Sunday 15 August I go home at 12:00 and I notice that my nas has the LEDs on in night mode. Strange.
I check if something went wrong during the scheduled reboot (which is very common, unfortunately) and I don't notice anything. Intrigued, I go to "System Information -> Log" and notice a strange list of events.

These events are failed attempts to SFTP log from an IP address.
The log reported connection attempts
FROM 14/08/2021 21:00
At 15: 08/2021 09:28

So I immediately proceeded to change the passwords of my nas.

Today I checked the situation and noticed that the login attempts were repeated but from another IP address
FROM 08/15/2021 20:16
At 08/15/2021 10:14 pm

Beyond these episodes, no other events seem - for now.

A friend (systems engineer) helped me and traced the ownership of one of the IPs explaining that it would be a hosting / cloud service that could have been hacked and used as a support for these attacks.

Has anyone else encountered such problems with his nas these days, or am I the only victim ?!

[Nazar78]

This is common, I had many similar episodes with bots.
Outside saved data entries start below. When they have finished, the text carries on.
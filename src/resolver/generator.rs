//! CMake generator selection.
//!
//! Non-MSVC toolchains prefer Ninja when it is installed. MSVC toolchains
//! keep whatever generator CMake picks, but multi-config Visual Studio
//! generators need an explicit architecture and per-config output paths.

use std::path::Path;

use crate::builder::context::ToolchainContext;
use crate::builder::toolchain::FAST_GENERATOR;
use crate::core::request::BuildMode;

use super::errors::ResolveError;

/// Generator-name fragments that mark a single-config generator.
const SINGLE_CONFIG_MARKERS: &[&str] = &["NMake", "Ninja"];

/// Generator-name fragments that already carry an architecture.
const ARCH_MARKERS: &[&str] = &["ARM", "Win64"];

/// Where a generator name came from.
#[derive(Debug, Clone, Copy, PartialEq, Eq)]
pub enum GeneratorSource {
    /// The build request asked for it
    Request,
    /// `CMAKE_GENERATOR`, which CMake reads on its own
    Environment,
}

/// Arguments contributed by generator selection.
#[derive(Debug, Clone, Default, PartialEq, Eq)]
pub struct GeneratorArgs {
    pub configure: Vec<String>,
    pub build: Vec<String>,
    /// Whether the generator selects the configuration at build time
    pub multi_config: bool,
}

/// Whether the generator bakes the build mode in at configure time.
pub fn is_single_config(generator: &str) -> bool {
    SINGLE_CONFIG_MARKERS.iter().any(|m| generator.contains(m))
}

/// Whether the generator name embeds an architecture (`... Win64`).
pub fn has_arch_marker(generator: &str) -> bool {
    ARCH_MARKERS.iter().any(|m| generator.contains(m))
}

/// Compute the generator-dependent configure and build arguments.
pub fn select(
    generator: Option<(&str, GeneratorSource)>,
    mode: BuildMode,
    output_dir: &Path,
    ctx: &ToolchainContext,
) -> Result<GeneratorArgs, ResolveError> {
    if ctx.compiler.is_msvc() {
        select_msvc(generator, mode, output_dir, ctx)
    } else {
        Ok(select_default(generator, ctx))
    }
}

fn select_default(generator: Option<(&str, GeneratorSource)>, ctx: &ToolchainContext) -> GeneratorArgs {
    let mut args = GeneratorArgs::default();

    match generator {
        None => push_fast_generator(&mut args, ctx),
        Some((FAST_GENERATOR, _)) => push_fast_generator(&mut args, ctx),
        Some((name, GeneratorSource::Request)) => args.configure.push(format!("-G{}", name)),
        Some((_, GeneratorSource::Environment)) => {}
    }

    args
}

fn push_fast_generator(args: &mut GeneratorArgs, ctx: &ToolchainContext) {
    match ctx.fast_generator {
        Some(ref ninja) => {
            args.configure.push(format!("-G{}", FAST_GENERATOR));
            args.configure
                .push(format!("-DCMAKE_MAKE_PROGRAM:FILEPATH={}", ninja.display()));
        }
        None => {
            tracing::debug!("{} not installed, using CMake's default generator", FAST_GENERATOR);
        }
    }
}

fn select_msvc(
    generator: Option<(&str, GeneratorSource)>,
    mode: BuildMode,
    output_dir: &Path,
    ctx: &ToolchainContext,
) -> Result<GeneratorArgs, ResolveError> {
    let mut args = GeneratorArgs::default();
    let name = generator.map(|(n, _)| n).unwrap_or("");

    if let Some((name, GeneratorSource::Request)) = generator {
        args.configure.push(format!("-G{}", name));
    }

    let single_config = is_single_config(name);
    let contains_arch = has_arch_marker(name);

    if !single_config && !contains_arch {
        let arch = ctx
            .arch_table
            .get(&ctx.plat_name)
            .ok_or_else(|| ResolveError::UnknownPlatform {
                plat_name: ctx.plat_name.clone(),
                known: ctx.arch_table.platforms(),
            })?;
        args.configure.push("-A".to_string());
        args.configure.push(arch.to_string());
    }

    if !single_config {
        args.configure.push(format!(
            "-DCMAKE_LIBRARY_OUTPUT_DIRECTORY_{}={}",
            mode.as_upper(),
            output_dir.display()
        ));
        args.build.push("--config".to_string());
        args.build.push(mode.as_str().to_string());
        args.multi_config = true;
    }

    Ok(args)
}

#[cfg(test)]
mod tests {
    use super::*;
    use crate::builder::context::EnvOverrides;
    use crate::builder::toolchain::{CompilerFamily, OsFamily};
    use crate::resolver::platform::ArchTable;
    use std::path::PathBuf;

    fn msvc() -> ToolchainContext {
        ToolchainContext::new(CompilerFamily::Msvc, OsFamily::Windows, EnvOverrides::default())
            .with_plat_name("win-amd64")
    }

    #[test]
    fn test_markers() {
        assert!(is_single_config("NMake Makefiles"));
        assert!(is_single_config("Ninja Multi-Config"));
        assert!(!is_single_config("Visual Studio 17 2022"));
        assert!(has_arch_marker("Visual Studio 15 2017 Win64"));
        assert!(has_arch_marker("Visual Studio 15 2017 ARM"));
        assert!(!has_arch_marker("Visual Studio 17 2022"));
    }

    #[test]
    fn test_env_generator_left_to_cmake() {
        let ctx = ToolchainContext::new(CompilerFamily::Gcc, OsFamily::Linux, EnvOverrides::default())
            .with_fast_generator(Some(PathBuf::from("/opt/ninja")));
        let args = select(
            Some(("Unix Makefiles", GeneratorSource::Environment)),
            BuildMode::Release,
            Path::new("/out"),
            &ctx,
        )
        .unwrap();
        assert_eq!(args, GeneratorArgs::default());
    }

    #[test]
    fn test_requested_generator_is_passed() {
        let ctx = ToolchainContext::new(CompilerFamily::Clang, OsFamily::Linux, EnvOverrides::default());
        let args = select(
            Some(("Unix Makefiles", GeneratorSource::Request)),
            BuildMode::Release,
            Path::new("/out"),
            &ctx,
        )
        .unwrap();
        assert_eq!(args.configure, vec!["-GUnix Makefiles"]);
    }

    #[test]
    fn test_msvc_nmake_is_single_config() {
        let args = select(
            Some(("NMake Makefiles", GeneratorSource::Environment)),
            BuildMode::Debug,
            Path::new("/out"),
            &msvc(),
        )
        .unwrap();
        assert!(args.configure.is_empty());
        assert!(args.build.is_empty());
        assert!(!args.multi_config);
    }

    #[test]
    fn test_msvc_multi_config_without_arch() {
        let args = select(None, BuildMode::Debug, Path::new("/out"), &msvc()).unwrap();
        assert_eq!(
            args.configure,
            vec!["-A", "x64", "-DCMAKE_LIBRARY_OUTPUT_DIRECTORY_DEBUG=/out"]
        );
        assert_eq!(args.build, vec!["--config", "Debug"]);
        assert!(args.multi_config);
    }

    #[test]
    fn test_msvc_unknown_platform() {
        let ctx = msvc().with_plat_name("win-riscv64");
        let err = select(None, BuildMode::Release, Path::new("/out"), &ctx).unwrap_err();
        assert!(matches!(err, ResolveError::UnknownPlatform { ref plat_name, .. } if plat_name == "win-riscv64"));
    }

    #[test]
    fn test_msvc_platform_from_custom_table() {
        let table = ArchTable::empty().with("win-riscv64", "RISCV64");
        let ctx = msvc().with_plat_name("win-riscv64").with_arch_table(table);

        let args = select(None, BuildMode::Release, Path::new("/out"), &ctx).unwrap();
        assert_eq!(&args.configure[..2], &["-A", "RISCV64"]);

        let empty = msvc().with_arch_table(ArchTable::empty());
        let err = select(None, BuildMode::Release, Path::new("/out"), &empty).unwrap_err();
        assert_eq!(
            err,
            ResolveError::UnknownPlatform {
                plat_name: "win-amd64".to_string(),
                known: Vec::new(),
            }
        );
    }
}
//! CLI definitions using clap.

use std::path::PathBuf;

use clap::{Args, Parser, Subcommand};

use cmext::builder::toolchain::CompilerFamily;
use cmext::core::request::BuildMode;
use cmext::ops::BuildOptions;

/// cmext - Build CMake extension modules for a host interpreter
#[derive(Parser)]
#[command(name = "cmext")]
#[command(author, version, about, long_about = None)]
pub struct Cli {
    /// Enable verbose output
    #[arg(short, long, global = true)]
    pub verbose: bool,

    /// Disable colored output
    #[arg(long, global = true)]
    pub no_color: bool,

    #[command(subcommand)]
    pub command: Commands,
}

#[derive(Subcommand)]
pub enum Commands {
    /// Configure, build and install an extension
    Build(BuildArgs),

    /// Print the resolved build plan as JSON without running it
    Plan(BuildArgs),

    /// Show the detected toolchain
    Toolchain(ToolchainArgs),
}

#[derive(Args)]
pub struct BuildArgs {
    /// Directory containing CMakeLists.txt
    pub source_dir: PathBuf,

    /// Extension name
    #[arg(short, long)]
    pub name: String,

    /// Directory the compiled module is placed in
    #[arg(short, long)]
    pub out_dir: PathBuf,

    /// Build in debug mode
    #[arg(long, conflicts_with = "release")]
    pub debug: bool,

    /// Build in release mode
    #[arg(short, long)]
    pub release: bool,

    /// Number of parallel jobs
    #[arg(short, long, value_parser = clap::value_parser!(u32).range(1..))]
    pub jobs: Option<u32>,

    /// CMake generator
    #[arg(short = 'G', long)]
    pub generator: Option<String>,

    /// Target architecture (macOS, repeatable)
    #[arg(long = "arch")]
    pub architectures: Vec<String>,

    /// Version embedded into the native build
    #[arg(long)]
    pub version_info: Option<String>,

    /// Root of the per-target build directory
    #[arg(long)]
    pub build_temp: Option<PathBuf>,

    /// Platform tag used to pick the Visual Studio architecture
    #[arg(long)]
    pub plat_name: Option<String>,

    /// Compiler family (gcc, clang, apple-clang, msvc)
    #[arg(long)]
    pub compiler: Option<CompilerFamily>,

    /// Host interpreter to embed
    #[arg(long, env = "PYTHON_EXECUTABLE")]
    pub python: Option<PathBuf>,

    /// Remove the build directory before configuring
    #[arg(long)]
    pub clean: bool,

    /// Extra arguments passed to the CMake configure step
    #[arg(last = true)]
    pub cmake_args: Vec<String>,
}

impl BuildArgs {
    /// Convert to build options.
    pub fn into_options(self, verbose: bool) -> BuildOptions {
        let mode = if self.debug {
            Some(BuildMode::Debug)
        } else if self.release {
            Some(BuildMode::Release)
        } else {
            None
        };

        BuildOptions {
            source_dir: self.source_dir,
            name: self.name,
            output_dir: self.out_dir,
            mode,
            jobs: self.jobs.map(|j| j as usize),
            generator: self.generator,
            extra_args: self.cmake_args,
            architectures: self.architectures,
            version: self.version_info,
            build_temp: self.build_temp,
            plat_name: self.plat_name,
            compiler: self.compiler,
            interpreter: self.python,
            clean: self.clean,
            verbose,
        }
    }
}

#[derive(Args)]
pub struct ToolchainArgs {
    /// Print as JSON
    #[arg(long)]
    pub json: bool,

    /// Compiler family (gcc, clang, apple-clang, msvc)
    #[arg(long)]
    pub compiler: Option<CompilerFamily>,

    /// Host interpreter to embed
    #[arg(long, env = "PYTHON_EXECUTABLE")]
    pub python: Option<PathBuf>,
}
Suggest that you disabled sftp/ssh access from the internet unless you understand its risk.

[iobi]

Nazar78,
thanks for your attention and sorry for my delay.

So you tell me is it common? I had never noticed these login attempts, not even when I had poor nas performance (less ram).
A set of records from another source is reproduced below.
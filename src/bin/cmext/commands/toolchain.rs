//! `cmext toolchain` command

use anyhow::Result;

use crate::cli::ToolchainArgs;
use cmext::builder::context::{DetectOptions, EnvOverrides, ToolchainContext};
use cmext::builder::toolchain::PathProbe;
use cmext::builder::util::{detect_tool_version, parse_cmake_version};
use cmext::util::config::load_for_project;

pub fn execute(args: ToolchainArgs) -> Result<()> {
    let cwd = std::env::current_dir()?;
    let config = load_for_project(&cwd);

    let opts = DetectOptions {
        compiler: args.compiler,
        interpreter: args.python,
        arch_overrides: config.platforms.clone(),
        build_parallel: config.build.parallel,
        ..Default::default()
    };
    let probe = PathProbe::new().with_search_dir(config.build.ninja_dir.clone());
    let ctx = ToolchainContext::detect(&opts, EnvOverrides::from_env(), &probe)?;

    if args.json {
        println!("{}", serde_json::to_string_pretty(&ctx)?);
        return Ok(());
    }

    show_toolchain(&ctx);
    Ok(())
}

fn show_toolchain(ctx: &ToolchainContext) {
    println!("Toolchain:");
    println!();
    println!("  Compiler:    {}", ctx.compiler);
    println!("  OS:          {:?}", ctx.os);
    println!("  Platform:    {}", ctx.plat_name);

    match ctx.arch_table.get(&ctx.plat_name) {
        Some(arch) if ctx.compiler.is_msvc() => println!("    Arch:      {}", arch),
        _ => {}
    }

    println!("  CMake:       {}", ctx.cmake.display());
    match detect_tool_version(&ctx.cmake, parse_cmake_version) {
        Ok(version) => println!("               version {}", version),
        Err(e) => tracing::debug!("{:#}", e),
    }

    match ctx.fast_generator {
        Some(ref ninja) => println!("  Ninja:       {}", ninja.display()),
        None => println!("  Ninja:       not found"),
    }
    println!("  Interpreter: {}", ctx.interpreter.display());
    println!("  Build jobs:  {}", ctx.build_parallel);

    println!();

    println!("Environment:");
    let env = &ctx.env;
    let vars = [
        ("CC", &env.cc),
        ("CXX", &env.cxx),
        ("CMAKE_GENERATOR", &env.generator),
        ("CMAKE_ARGS", &env.cmake_args),
        ("CMAKE_BUILD_PARALLEL_LEVEL", &env.parallel_level),
        ("ARCHFLAGS", &env.archflags),
        ("CONDA_PREFIX", &env.conda_prefix),
        ("DEBUG", &env.debug),
    ];
    for (name, value) in vars {
        if let Some(value) = value {
            println!("  {}={}", name, value);
        }
    }
}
Could the login failure be related to the fact that I changed the SFTP port from the standard one OR that it was not open on the router's NAT functions?

However, I don't think I've ever used the SFTP function outside my home, so for now I disable this function from the "Services" menu.

Are there any Asustor apps that use the SFTP protocol? For example, I use AiFoto backup, sharing files from "File Explorer" with friends, accessing my files from outside, and I wouldn't want to lose these comforts.

[Nazar78]

So you tell me is it common? I had never noticed these login attempts, not even when I had poor nas performance (less ram).

Yes this is very common. Review your router logs if they are capable and set to capture these traffics, you'll be astounded by the amount of attempts to break into a network. It can happen anytime, from any source, especially when your subnet is targeted by port scans. I had tons daily when I used to open SSH/SFTP for specific purpose although I know how to deal with it (no password keys only, block or slow them down with iptables etc). Asustor has provided some simple protection against these, Settings->ADM Defender->Network Defender->Auto Black List.

Could the login failure be related to the fact that I changed the SFTP port from the standard one OR that it was not open on the router's NAT functions?

You have to find out whether these are legit attempts, depending on the source IPs. You've mentioned previously you had help from a friend. He can easily find out.

However, I don't think I've ever used the SFTP function outside my home, so for now I disable this function from the "Services" menu.

Are there any Asustor apps that use the SFTP protocol? For example, I use AiFoto backup, sharing files from "File Explorer" with friends, accessing my files from outside, and I wouldn't want to lose these comforts.

IIRC only the EZ Connect app uses SFTP for its SSHFS protocol when you map network shares to a drive remotely.

[ndl101]

Attempts like this cannot be fully avoided while it is exposed to the www. If you absolutely need to access the NAS from the www, I suggest adding additional security layers in the likes of a reverse proxy setup with overload protection, intrusion prevention like and MFA (multi factor authentication). Linuxserver.io's SWAG could be a starting point for ideas as, if i recall correctly, it comes with both fail2ban and Authelia. Ideally, hide it all behind a VPN. Also, move towards SSH-Key Authentication wherever possible.
None of this will make your box 100% secure but it will make it harder by far to gain access to it.